I’ve been quiet the past month because I’ve been traveling almost the entire time, so apologies for that.
August 23, the Oxford/London IF meetup is hearing from Minkette on escape rooms, immersive theatre, and other work in the narrative of objects. We’re holding this one in a more central London location, near King’s Cross, to experiment with trying to be a bit more accessible to people who had a hard time reaching Greenwich.
Sept 1 is the deadline if you’d like to sign up to enter IF Comp this year.
Sept 4, Oxford/London IF meetup has an open problems session in Oxford.

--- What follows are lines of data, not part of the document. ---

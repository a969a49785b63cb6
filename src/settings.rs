//! Player preferences and game rules
//!
//! Persisted as JSON in LocalStorage.

use serde::{Deserialize, Serialize};

use crate::sim::Rules;

/// Game settings/preferences
#[derive(Debug, Clone, PartialEq, Serialize, Deserialize)]
#[serde(default)]
pub struct Settings {
    // === Audio ===
    /// Master volume (0.0 - 1.0)
    pub master_volume: f32,
    /// Sound effects volume (0.0 - 1.0)
    pub sfx_volume: f32,
    /// Silence everything
    pub muted: bool,

    // === HUD ===
    /// Show FPS counter
    pub show_fps: bool,
    /// Tint the left/right touch zones during play
    pub show_touch_zones: bool,

    // === Rules ===
    pub rules: Rules,
}

impl Default for Settings {
    fn default() -> Self {
        Self {
            master_volume: 0.8,
            sfx_volume: 1.0,
            muted: false,

            show_fps: false,
            show_touch_zones: false,

            rules: Rules::default(),
        }
    }
}

impl Settings {
    /// Volume a cue should play at, after master, sfx and mute
    pub fn effective_volume(&self, cue_volume: f32) -> f32 {
        if self.muted {
            0.0
        } else {
            (self.master_volume * self.sfx_volume * cue_volume).clamp(0.0, 1.0)
        }
    }

    /// Parse stored JSON, falling back to defaults on anything malformed
    pub fn from_json(json: &str) -> Self {
        match serde_json::from_str(json) {
            Ok(settings) => settings,
            Err(e) => {
                log::info!("Ignoring stored settings ({}), using defaults", e);
                Self::default()
            }
        }
    }

    /// LocalStorage key
    #[allow(dead_code)]
    const STORAGE_KEY: &'static str = "pinfall_settings";

    /// Load settings from LocalStorage (WASM only)
    #[cfg(target_arch = "wasm32")]
    pub fn load() -> Self {
        let storage = web_sys::window()
            .and_then(|w| w.local_storage().ok())
            .flatten();

        if let Some(storage) = storage {
            if let Ok(Some(json)) = storage.get_item(Self::STORAGE_KEY) {
                log::info!("Loaded settings from LocalStorage");
                return Self::from_json(&json);
            }
        } else {
            log::warn!("LocalStorage unavailable, settings will not persist");
        }

        log::info!("Using default settings");
        Self::default()
    }

    /// Save settings to LocalStorage (WASM only)
    #[cfg(target_arch = "wasm32")]
    pub fn save(&self) {
        let storage = web_sys::window()
            .and_then(|w| w.local_storage().ok())
            .flatten();

        if let Some(storage) = storage {
            if let Ok(json) = serde_json::to_string(self) {
                let _ = storage.set_item(Self::STORAGE_KEY, &json);
                log::info!("Settings saved");
            }
        }
    }

    /// Native stubs
    #[cfg(not(target_arch = "wasm32"))]
    pub fn load() -> Self {
        Self::default()
    }

    #[cfg(not(target_arch = "wasm32"))]
    pub fn save(&self) {
        // No-op for native
    }
}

Sept 15, Strange Tales 5 is a London event with talks on unconventional storytelling approaches.
New Releases
IntroComp games became available: these are game beginnings, submitted by various authors. Anyone is invited to vote, and voting is based on whether you would like to play the rest of the submitted work.
Christopher Huang has released a second game, Point Blank Blank, in his Peterkin series; like Mustard, Music, and Murder, it’s a logic puzzle game about alibis.
New Tools
Amazon has made available a new tool to make interactive adventure games for their voice-activated Alexa box. The description and screenshots available so far make it look like it’s only equipped to do branching, statless CYOA-style pieces.
Meanwhile, this isn’t a tool in general release, but it might inspire some: Lea Albaugh writes about a fortune-telling machine that she built for a wedding, which incorporates procedural text generation, image recognition, card printing, and many other neat features.
In other news, I’ve started a Pinterest board on IF visualization — mostly narrative structure visualization and puzzle graphs, but a few other things as well. I haven’t tried to copy over the whole of the Twine node garden or every single CYOA graph from Sam Kabo Ashwell’s blog, but there are representative samples and links if you want to dig further.
New Reviews and Other Content
Despite being on vacation, I did pre-schedule a couple of articles for Rock Paper Shotgun: What Will You, the Detective, Do Next?, about a number of classic mystery styles rendered in IF; and Strangely Thought, in which I cover Fabricationist DeWit Remakes the World, Harrison Squared Dies Early, and several other games about deeply unusual worlds and protagonists. (Summit gets a moment, too.)
The long, long-running IF zine SPAG launched a new issue this month, which is full of interesting things. SPAG also now pays for content, so if you’re interested in writing reviews or craft articles or other IF-related material for them, you should consider pitching. I particularly recommend Lisa Brunette’s article on storytelling in hidden object games and how that’s evolved.
Also, last night, Ade McTavish released his Worldsmith game, which uses that new code to communicate between the parser and Javascript.